В начале своего «Рассуждения о методе» Декарт сожалеет о том, что не в состоянии, вследствие слабости своих сил, рационально организовать жизнь целой страны или хотя бы одного города и что он принужден поначалу упорядочить лишь собственные мысли[1]. Марксистское учение о надстройке отрицает, как известно, возможность изменить состояние собственного мышления без изменения определяющего это мышление общественно-экономического базиса, т. е. типа организации общества, в котором живет мыслящий. Человек вместе с его мышлением и «внутренним миром» вообще есть для революционера-марксиста лишь часть материала, подлежащего упорядочиванию: новое рациональное мышление не может возникнуть иначе как из нового рационального порядка самой жизни. Но в самом акте создания нового мира есть, следовательно, нечто иррациональное, чисто художественное: ведь сам создатель этого нового мира не может претендовать на полную рациональность своего проекта, поскольку он был сформирован в еще не гармонизированной действительности. Практику художника-властителя оправдывает, по существу, лишь выделяющее его из толпы простых смертных знание того, что мир эластичен, и поэтому все, кажущееся обычному человеку устойчивым и непреходящим, в действительности относительно и может быть изменено. Сама тотальная власть над обществом гарантирует творца новой жизни от любой возможной критики: ведь критикующий занимает лишь определенное место в обществе, лишающее его возможности того общего взгляда на целое, которое открывает лишь власть, и потому его критика может быть вызвана либо наличием в его мышлении элементов, сформировавшихся при старой организации общества, либо односторонностью взгляда, не способного охватить художественное целое нового мира.

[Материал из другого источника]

//! Forage: random-walk foraging on unbounded, self-growing lattices.
//!
//! This is the facade crate that re-exports the public API from all
//! Forage sub-crates. For most users, adding `forage` as a single
//! dependency is sufficient.
//!
//! # Quick start
//!
//! ```rust
//! use forage::prelude::*;
//!
//! let config = SimConfig {
//!     n_sims: 4,
//!     workers: Some(2),
//!     end_time: 200.0,
//!     densities: vec![400, 10_000],
//!     perturbation: Perturbation::Memory,
//!     ..SimConfig::default()
//! };
//! let summary = BatchRunner::new(config).unwrap().run().unwrap();
//! assert_eq!(summary.len(), 8);
//!
//! let mut out = Vec::new();
//! summary.write_to(&mut out).unwrap();
//! assert!(out.starts_with(b"400,"));
//! ```
//!
//! # Modules
//!
//! | Module | Sub-crate | Contents |
//! |--------|-----------|----------|
//! | [`types`] | `forage-core` | `Coord`, `LatticeError` |
//! | [`lattice`] | `forage-lattice` | Occupancy store, indexing strategies, growth |
//! | [`walk`] | `forage-walk` | Power-law sampler, walker, walk policies |
//! | [`engine`] | `forage-engine` | Batch configuration, runner, result files |

#![deny(missing_docs)]
#![deny(rustdoc::broken_intra_doc_links)]
#![forbid(unsafe_code)]

/// Coordinates and the lattice error taxonomy (`forage-core`).
pub use forage_core as types;

/// Growing lattices (`forage-lattice`).
///
/// [`lattice::LatticeConfig`] selects between
/// [`lattice::BaseConversionLattice`] and [`lattice::SpiralLattice`].
pub use forage_lattice as lattice;

/// Walkers and jump-length sampling (`forage-walk`).
pub use forage_walk as walk;

/// Parallel batch driver (`forage-engine`).
pub use forage_engine as engine;

/// Common imports for typical Forage usage.
///
/// ```rust
/// use forage::prelude::*;
/// ```
pub mod prelude {
    // Core
    pub use forage_core::{Coord, LatticeError};

    // Lattice
    pub use forage_lattice::{construct, Indexing, Lattice, LatticeConfig};

    // Walk
    pub use forage_walk::{PowerLaw, WalkOutcome, WalkPolicy, Walker};

    // Engine
    pub use forage_engine::{
        BatchRunner, BatchSummary, ConfigError, Perturbation, RunError, RunRecord, SimConfig,
    };
}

Такой проект новой эстетической организации общества не раз предлагался и даже опробывался на Западе, но впервые вполне удался только в России. На Западе каждая революция так или иначе сменялась контрреволюцией, и дело кончалось установлением порядка, преемственного от старого, хотя и включающего в себя элементы нового. Революция не могла быть на Западе столь радикальной, как на Востоке, поскольку сама западная революционная идеология слишком ощущала свою преемственность от традиций, слишком опиралась на ранее проделанную интеллектуальную, социальную, политическую и техническую работу, слишком дорожила теми обстоятельствами, которые ее породили и в которых она впервые артикулировалась. Поэтому ни одна западная революция не была способна на такое безжалостное уничтожение прошлого, как русская революция. Революционная идеология была импортирована в Россию с Запада, она не имела собственно русских корней. Русская же традиция ассоциировалась с отсталостью и унижением по отношению к более развитым странам и поэтому вызывала у большинства интеллигенции, да, как выяснилось в ходе революции, и у народа отвращение, а не сожаление.

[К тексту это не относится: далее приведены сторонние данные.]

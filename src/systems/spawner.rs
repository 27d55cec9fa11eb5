use crate::components::{Drawable, EntityKind, GridPosition, PixelPosition};
use crate::resources::{AppleRng, GameRules, GridSettings, APPLE_COLOR};
use bevy::prelude::*;

// Tops the apple population up by at most one apple per frame
pub fn apple_spawner_system(
    mut commands: Commands,
    rules: Res<GameRules>,
    grid_settings: Res<GridSettings>,
    mut rng: ResMut<AppleRng>,
    query: Query<(&GridPosition, &EntityKind)>,
) {
    let apples: Vec<GridPosition> = query
        .iter()
        .filter(|(_, kind)| **kind == EntityKind::Apple)
        .map(|(pos, _)| *pos)
        .collect();

    if apples.len() >= rules.apple_population {
        return;
    }

    // Rejection sampling; the population is clamped to the cell count so a
    // free cell always exists.
    let cell = loop {
        let candidate = grid_settings.random_cell(&mut rng.0);
        if !apples.contains(&candidate) {
            break candidate;
        }
    };

    let cell_size = grid_settings.cell_size();
    commands.spawn((
        cell,
        PixelPosition::default(),
        Drawable {
            width: cell_size.x,
            height: cell_size.y,
            color: APPLE_COLOR,
        },
        EntityKind::Apple,
    ));

    debug!("Spawned apple at ({}, {})", cell.x, cell.y);
}

#[cfg(test)]
mod tests {
    use super::*;
    use crate::testing::{advance, apple_cells, snake_head, test_app, test_app_with};
    use std::collections::HashSet;

    #[test]
    fn spawns_one_apple_per_frame_until_population_reached() {
        let mut app = test_app(3);

        advance(&mut app, 0.0);
        assert_eq!(apple_cells(&mut app).len(), 1);
        advance(&mut app, 0.0);
        assert_eq!(apple_cells(&mut app).len(), 2);
        advance(&mut app, 0.0);
        assert_eq!(apple_cells(&mut app).len(), 3);

        for _ in 0..5 {
            advance(&mut app, 0.0);
            assert_eq!(apple_cells(&mut app).len(), 3);
        }
    }

    #[test]
    fn fills_free_cells_without_duplicates() {
        let grid = GridSettings::new(30.0, 20.0, 3, 2).unwrap();
        let rules = GameRules {
            apple_population: 50,
            ..default()
        };
        let mut app = test_app_with(grid, rules, 11);

        for _ in 0..60 {
            advance(&mut app, 0.0);
        }

        // Population was clamped to the 6 cells. An apple landing on the
        // head is eaten the frame it appears, so only the other 5 stay filled.
        let head = snake_head(&mut app).0;
        let cells = apple_cells(&mut app);
        let unique: HashSet<_> = cells.iter().copied().collect();
        assert_eq!(app.world().resource::<GameRules>().apple_population, 6);
        assert_eq!(cells.len(), 5);
        assert_eq!(unique.len(), 5);
        assert!(!unique.contains(&head));
    }
}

Уже петровские реформы начала XVIII века показали готовность русского населения сравнительно охотно отказаться от своих даже весьма укорененных, как казалось, традиций в пользу западных новшеств, если такой отказ обещал быстрый прогресс страны. Эта чисто эстетическая нелюбовь к старому, поскольку оно ассоциируется с отсталостью и чувством неполноценности, сделала Россию в XIX веке исключительно восприимчивой к новым художественным формам и готовой ассимилировать их быстрее, чем это имело место даже на самом Западе, ибо таким образом русская интеллигенция оказывалась способной компенсировать свой комплекс неполноценности и рассматривать сам Запад, в свою очередь, как культурно отсталый. Русская революция часто оценивалась с рационально-марксистских позиций как парадокс, поскольку совершилась в технически и культурно отсталой стране. Но Россия куда больше Запада была подготовлена к революции эстетически, т. е. в куда большей степени была согласна организовать всю свою жизнь в новых, еще невиданных формах и с этой целью позволить организовать над собой художественный эксперимент ранее невиданного масштаба.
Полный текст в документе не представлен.